■ Data supplied:
──────────────────────────────

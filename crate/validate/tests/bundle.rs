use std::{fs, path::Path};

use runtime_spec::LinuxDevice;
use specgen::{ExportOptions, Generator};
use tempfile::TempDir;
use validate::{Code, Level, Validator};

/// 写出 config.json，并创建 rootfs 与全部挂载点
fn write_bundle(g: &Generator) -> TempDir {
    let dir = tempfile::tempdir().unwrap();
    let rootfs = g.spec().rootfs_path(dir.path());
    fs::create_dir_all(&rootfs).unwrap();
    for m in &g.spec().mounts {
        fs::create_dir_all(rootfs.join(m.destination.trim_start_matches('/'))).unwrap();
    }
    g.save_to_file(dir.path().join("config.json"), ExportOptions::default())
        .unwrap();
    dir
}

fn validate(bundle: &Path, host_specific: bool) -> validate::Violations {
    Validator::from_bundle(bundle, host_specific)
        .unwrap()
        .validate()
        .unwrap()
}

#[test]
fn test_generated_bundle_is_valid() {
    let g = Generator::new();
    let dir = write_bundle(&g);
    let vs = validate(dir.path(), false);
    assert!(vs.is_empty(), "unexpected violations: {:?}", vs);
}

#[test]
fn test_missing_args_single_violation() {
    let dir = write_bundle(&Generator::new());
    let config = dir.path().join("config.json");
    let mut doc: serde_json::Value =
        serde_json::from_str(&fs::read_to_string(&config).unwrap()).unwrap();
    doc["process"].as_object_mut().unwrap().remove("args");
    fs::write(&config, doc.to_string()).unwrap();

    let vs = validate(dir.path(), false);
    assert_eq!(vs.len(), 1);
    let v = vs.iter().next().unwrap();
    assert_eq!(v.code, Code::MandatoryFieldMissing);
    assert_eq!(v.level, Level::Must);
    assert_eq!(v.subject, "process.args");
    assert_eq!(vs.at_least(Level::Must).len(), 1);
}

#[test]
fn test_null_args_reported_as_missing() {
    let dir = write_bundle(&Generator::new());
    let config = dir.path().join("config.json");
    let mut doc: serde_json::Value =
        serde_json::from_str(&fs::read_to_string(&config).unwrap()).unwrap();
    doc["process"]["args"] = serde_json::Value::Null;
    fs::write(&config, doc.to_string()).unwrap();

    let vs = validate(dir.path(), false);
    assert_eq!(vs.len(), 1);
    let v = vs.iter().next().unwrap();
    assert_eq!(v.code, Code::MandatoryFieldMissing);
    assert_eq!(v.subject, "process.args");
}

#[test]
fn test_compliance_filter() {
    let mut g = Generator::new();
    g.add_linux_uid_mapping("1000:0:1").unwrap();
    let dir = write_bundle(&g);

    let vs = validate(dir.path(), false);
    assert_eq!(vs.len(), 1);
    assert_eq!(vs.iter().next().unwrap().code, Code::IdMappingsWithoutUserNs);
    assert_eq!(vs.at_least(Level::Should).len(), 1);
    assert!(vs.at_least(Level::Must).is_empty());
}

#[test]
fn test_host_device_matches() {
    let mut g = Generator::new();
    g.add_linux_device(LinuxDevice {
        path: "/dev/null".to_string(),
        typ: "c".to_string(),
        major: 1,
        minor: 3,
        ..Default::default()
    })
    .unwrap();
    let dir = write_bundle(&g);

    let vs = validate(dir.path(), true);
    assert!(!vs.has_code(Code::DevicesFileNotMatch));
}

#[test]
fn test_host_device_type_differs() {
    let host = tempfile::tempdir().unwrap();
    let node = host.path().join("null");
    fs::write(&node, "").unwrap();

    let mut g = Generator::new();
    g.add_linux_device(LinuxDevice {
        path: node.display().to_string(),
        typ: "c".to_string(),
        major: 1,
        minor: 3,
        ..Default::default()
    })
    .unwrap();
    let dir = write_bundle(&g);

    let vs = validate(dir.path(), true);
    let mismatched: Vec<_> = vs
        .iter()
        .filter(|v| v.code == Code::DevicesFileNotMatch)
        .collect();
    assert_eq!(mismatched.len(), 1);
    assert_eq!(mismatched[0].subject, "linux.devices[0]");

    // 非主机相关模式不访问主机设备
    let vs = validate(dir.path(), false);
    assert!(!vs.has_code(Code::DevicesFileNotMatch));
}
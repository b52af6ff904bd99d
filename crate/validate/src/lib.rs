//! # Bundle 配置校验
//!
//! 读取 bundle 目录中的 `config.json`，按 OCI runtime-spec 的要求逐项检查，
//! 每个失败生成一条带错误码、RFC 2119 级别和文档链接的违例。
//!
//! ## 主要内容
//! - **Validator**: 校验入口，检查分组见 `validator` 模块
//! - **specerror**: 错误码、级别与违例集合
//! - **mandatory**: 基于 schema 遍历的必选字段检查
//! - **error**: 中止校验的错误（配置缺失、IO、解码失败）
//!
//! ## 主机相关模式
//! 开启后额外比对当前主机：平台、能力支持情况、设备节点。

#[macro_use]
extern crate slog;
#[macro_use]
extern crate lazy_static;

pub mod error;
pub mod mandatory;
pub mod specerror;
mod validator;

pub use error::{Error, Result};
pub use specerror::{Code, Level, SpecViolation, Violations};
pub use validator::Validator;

──────────────────────────────

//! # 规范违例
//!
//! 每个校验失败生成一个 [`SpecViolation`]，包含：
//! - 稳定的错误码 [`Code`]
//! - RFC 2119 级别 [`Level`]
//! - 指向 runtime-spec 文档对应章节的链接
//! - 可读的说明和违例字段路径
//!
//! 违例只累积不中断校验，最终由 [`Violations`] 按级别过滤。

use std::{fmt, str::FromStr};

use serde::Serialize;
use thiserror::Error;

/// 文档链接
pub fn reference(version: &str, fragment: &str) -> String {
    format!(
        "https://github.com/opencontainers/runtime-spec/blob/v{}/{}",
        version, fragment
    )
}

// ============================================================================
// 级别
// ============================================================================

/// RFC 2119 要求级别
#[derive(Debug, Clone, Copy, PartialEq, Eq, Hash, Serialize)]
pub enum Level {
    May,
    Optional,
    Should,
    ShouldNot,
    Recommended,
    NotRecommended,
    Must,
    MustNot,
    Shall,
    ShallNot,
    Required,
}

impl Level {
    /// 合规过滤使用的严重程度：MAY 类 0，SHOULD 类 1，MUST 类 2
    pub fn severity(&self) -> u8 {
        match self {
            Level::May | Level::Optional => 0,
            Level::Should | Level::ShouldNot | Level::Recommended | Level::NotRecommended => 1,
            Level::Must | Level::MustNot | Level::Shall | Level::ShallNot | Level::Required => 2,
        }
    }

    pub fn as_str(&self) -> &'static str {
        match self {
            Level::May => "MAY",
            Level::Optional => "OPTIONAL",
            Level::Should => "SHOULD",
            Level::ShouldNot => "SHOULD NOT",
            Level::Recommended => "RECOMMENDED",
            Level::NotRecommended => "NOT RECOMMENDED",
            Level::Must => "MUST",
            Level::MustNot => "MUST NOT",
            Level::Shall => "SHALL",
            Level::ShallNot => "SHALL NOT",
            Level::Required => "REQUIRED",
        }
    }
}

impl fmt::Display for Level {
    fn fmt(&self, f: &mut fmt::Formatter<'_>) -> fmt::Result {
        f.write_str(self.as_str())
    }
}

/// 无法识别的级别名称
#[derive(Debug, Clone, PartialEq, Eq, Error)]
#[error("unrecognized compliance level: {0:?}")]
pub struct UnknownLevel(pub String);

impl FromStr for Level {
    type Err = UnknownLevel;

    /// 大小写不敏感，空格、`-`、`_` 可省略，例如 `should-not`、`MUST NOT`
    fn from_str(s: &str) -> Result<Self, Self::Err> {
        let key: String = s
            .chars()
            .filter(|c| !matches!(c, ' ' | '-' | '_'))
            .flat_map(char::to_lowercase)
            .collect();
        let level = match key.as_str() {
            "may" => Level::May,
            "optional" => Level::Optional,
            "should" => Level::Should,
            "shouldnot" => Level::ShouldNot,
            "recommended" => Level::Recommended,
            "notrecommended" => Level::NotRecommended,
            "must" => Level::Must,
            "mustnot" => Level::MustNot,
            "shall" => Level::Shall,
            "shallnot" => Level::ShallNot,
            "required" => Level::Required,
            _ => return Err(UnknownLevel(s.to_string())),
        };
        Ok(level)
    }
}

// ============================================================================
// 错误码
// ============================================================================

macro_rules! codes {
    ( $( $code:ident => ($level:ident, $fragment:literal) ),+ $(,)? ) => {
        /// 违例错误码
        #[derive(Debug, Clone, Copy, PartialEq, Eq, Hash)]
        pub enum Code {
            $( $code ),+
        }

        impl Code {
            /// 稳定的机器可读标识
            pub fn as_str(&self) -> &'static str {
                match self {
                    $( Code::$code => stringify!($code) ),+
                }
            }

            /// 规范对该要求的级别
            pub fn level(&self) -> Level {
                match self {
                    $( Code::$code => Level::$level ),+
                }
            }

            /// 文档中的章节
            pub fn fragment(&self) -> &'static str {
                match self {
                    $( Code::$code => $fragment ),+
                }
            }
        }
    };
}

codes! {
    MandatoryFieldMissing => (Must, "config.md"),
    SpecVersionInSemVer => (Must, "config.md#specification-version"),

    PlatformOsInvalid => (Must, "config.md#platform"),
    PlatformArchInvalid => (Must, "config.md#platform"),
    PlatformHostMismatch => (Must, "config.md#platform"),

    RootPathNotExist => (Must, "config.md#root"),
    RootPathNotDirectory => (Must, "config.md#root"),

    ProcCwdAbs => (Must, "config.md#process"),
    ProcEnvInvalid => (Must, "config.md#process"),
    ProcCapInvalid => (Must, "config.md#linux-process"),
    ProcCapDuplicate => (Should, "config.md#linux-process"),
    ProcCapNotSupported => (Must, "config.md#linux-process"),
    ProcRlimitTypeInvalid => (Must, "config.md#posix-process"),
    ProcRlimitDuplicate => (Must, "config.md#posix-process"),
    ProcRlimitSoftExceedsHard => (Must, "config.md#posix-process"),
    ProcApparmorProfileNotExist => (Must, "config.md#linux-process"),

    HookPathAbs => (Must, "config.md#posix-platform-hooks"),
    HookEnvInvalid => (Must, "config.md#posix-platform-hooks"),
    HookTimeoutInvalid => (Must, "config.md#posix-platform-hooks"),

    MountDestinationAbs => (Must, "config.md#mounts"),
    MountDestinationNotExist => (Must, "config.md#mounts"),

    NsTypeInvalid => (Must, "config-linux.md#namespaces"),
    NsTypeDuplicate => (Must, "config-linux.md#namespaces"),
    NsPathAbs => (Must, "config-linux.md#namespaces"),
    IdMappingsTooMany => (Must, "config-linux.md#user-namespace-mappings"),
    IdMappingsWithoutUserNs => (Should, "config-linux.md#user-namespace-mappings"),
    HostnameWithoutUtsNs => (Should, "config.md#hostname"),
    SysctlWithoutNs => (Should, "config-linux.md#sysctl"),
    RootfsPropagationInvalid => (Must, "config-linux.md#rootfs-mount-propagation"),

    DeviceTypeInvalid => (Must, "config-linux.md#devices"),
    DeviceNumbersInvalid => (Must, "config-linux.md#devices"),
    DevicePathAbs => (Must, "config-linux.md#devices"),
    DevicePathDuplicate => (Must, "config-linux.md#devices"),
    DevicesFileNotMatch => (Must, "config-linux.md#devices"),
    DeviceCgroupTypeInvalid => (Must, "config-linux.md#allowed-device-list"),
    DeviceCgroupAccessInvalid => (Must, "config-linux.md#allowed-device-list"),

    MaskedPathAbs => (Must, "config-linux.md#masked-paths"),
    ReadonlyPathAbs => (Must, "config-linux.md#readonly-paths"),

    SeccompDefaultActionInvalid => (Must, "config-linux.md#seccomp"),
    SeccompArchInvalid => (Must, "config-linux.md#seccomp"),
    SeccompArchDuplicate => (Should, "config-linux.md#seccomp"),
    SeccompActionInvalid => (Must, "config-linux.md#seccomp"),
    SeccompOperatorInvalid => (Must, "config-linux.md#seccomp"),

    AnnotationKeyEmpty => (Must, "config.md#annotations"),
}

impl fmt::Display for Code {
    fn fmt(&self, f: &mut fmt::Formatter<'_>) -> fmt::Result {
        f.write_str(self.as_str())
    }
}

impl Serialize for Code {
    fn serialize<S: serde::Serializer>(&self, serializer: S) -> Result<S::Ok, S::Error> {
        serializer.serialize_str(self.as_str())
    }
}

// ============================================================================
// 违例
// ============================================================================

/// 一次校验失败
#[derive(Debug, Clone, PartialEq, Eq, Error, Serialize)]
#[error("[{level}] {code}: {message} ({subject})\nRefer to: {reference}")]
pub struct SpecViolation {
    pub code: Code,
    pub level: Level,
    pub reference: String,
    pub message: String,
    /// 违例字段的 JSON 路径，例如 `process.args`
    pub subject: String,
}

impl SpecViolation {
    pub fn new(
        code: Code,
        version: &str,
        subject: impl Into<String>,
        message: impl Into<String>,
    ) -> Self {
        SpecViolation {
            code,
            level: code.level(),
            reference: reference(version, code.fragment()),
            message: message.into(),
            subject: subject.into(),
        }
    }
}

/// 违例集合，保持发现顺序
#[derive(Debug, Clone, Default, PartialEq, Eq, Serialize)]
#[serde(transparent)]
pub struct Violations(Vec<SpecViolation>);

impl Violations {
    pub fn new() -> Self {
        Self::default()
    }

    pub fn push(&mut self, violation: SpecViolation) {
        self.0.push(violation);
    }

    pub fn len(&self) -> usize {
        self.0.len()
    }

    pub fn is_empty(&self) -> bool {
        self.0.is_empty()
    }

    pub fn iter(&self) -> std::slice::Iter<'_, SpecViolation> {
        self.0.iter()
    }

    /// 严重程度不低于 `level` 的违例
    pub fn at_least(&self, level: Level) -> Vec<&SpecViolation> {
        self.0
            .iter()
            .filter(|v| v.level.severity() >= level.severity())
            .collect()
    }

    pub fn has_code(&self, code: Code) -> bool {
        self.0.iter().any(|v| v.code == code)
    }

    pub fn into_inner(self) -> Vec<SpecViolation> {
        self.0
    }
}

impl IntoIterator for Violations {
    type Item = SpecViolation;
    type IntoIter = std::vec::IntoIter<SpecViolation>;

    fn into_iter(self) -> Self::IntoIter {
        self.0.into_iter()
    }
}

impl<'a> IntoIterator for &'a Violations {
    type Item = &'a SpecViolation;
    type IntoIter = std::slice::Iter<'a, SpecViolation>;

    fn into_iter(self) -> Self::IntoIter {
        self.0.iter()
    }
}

──────────────────────────────

■ The problem: Give back exactly the lines above starting at the line where "filename crate/validate/tests/bundle.rs" appears and ending at the line where "let dir = tempfile::tempdir().unwrap();" appears, both included, with no other lines.

■ Response for this exercise:
filename crate/validate/tests/bundle.rs
use std::{fs, path::Path};

use runtime_spec::LinuxDevice;
use specgen::{ExportOptions, Generator};
use tempfile::TempDir;
use validate::{Code, Level, Validator};

/// 写出 config.json，并创建 rootfs 与全部挂载点
fn write_bundle(g: &Generator) -> TempDir {
    let dir = tempfile::tempdir().unwrap();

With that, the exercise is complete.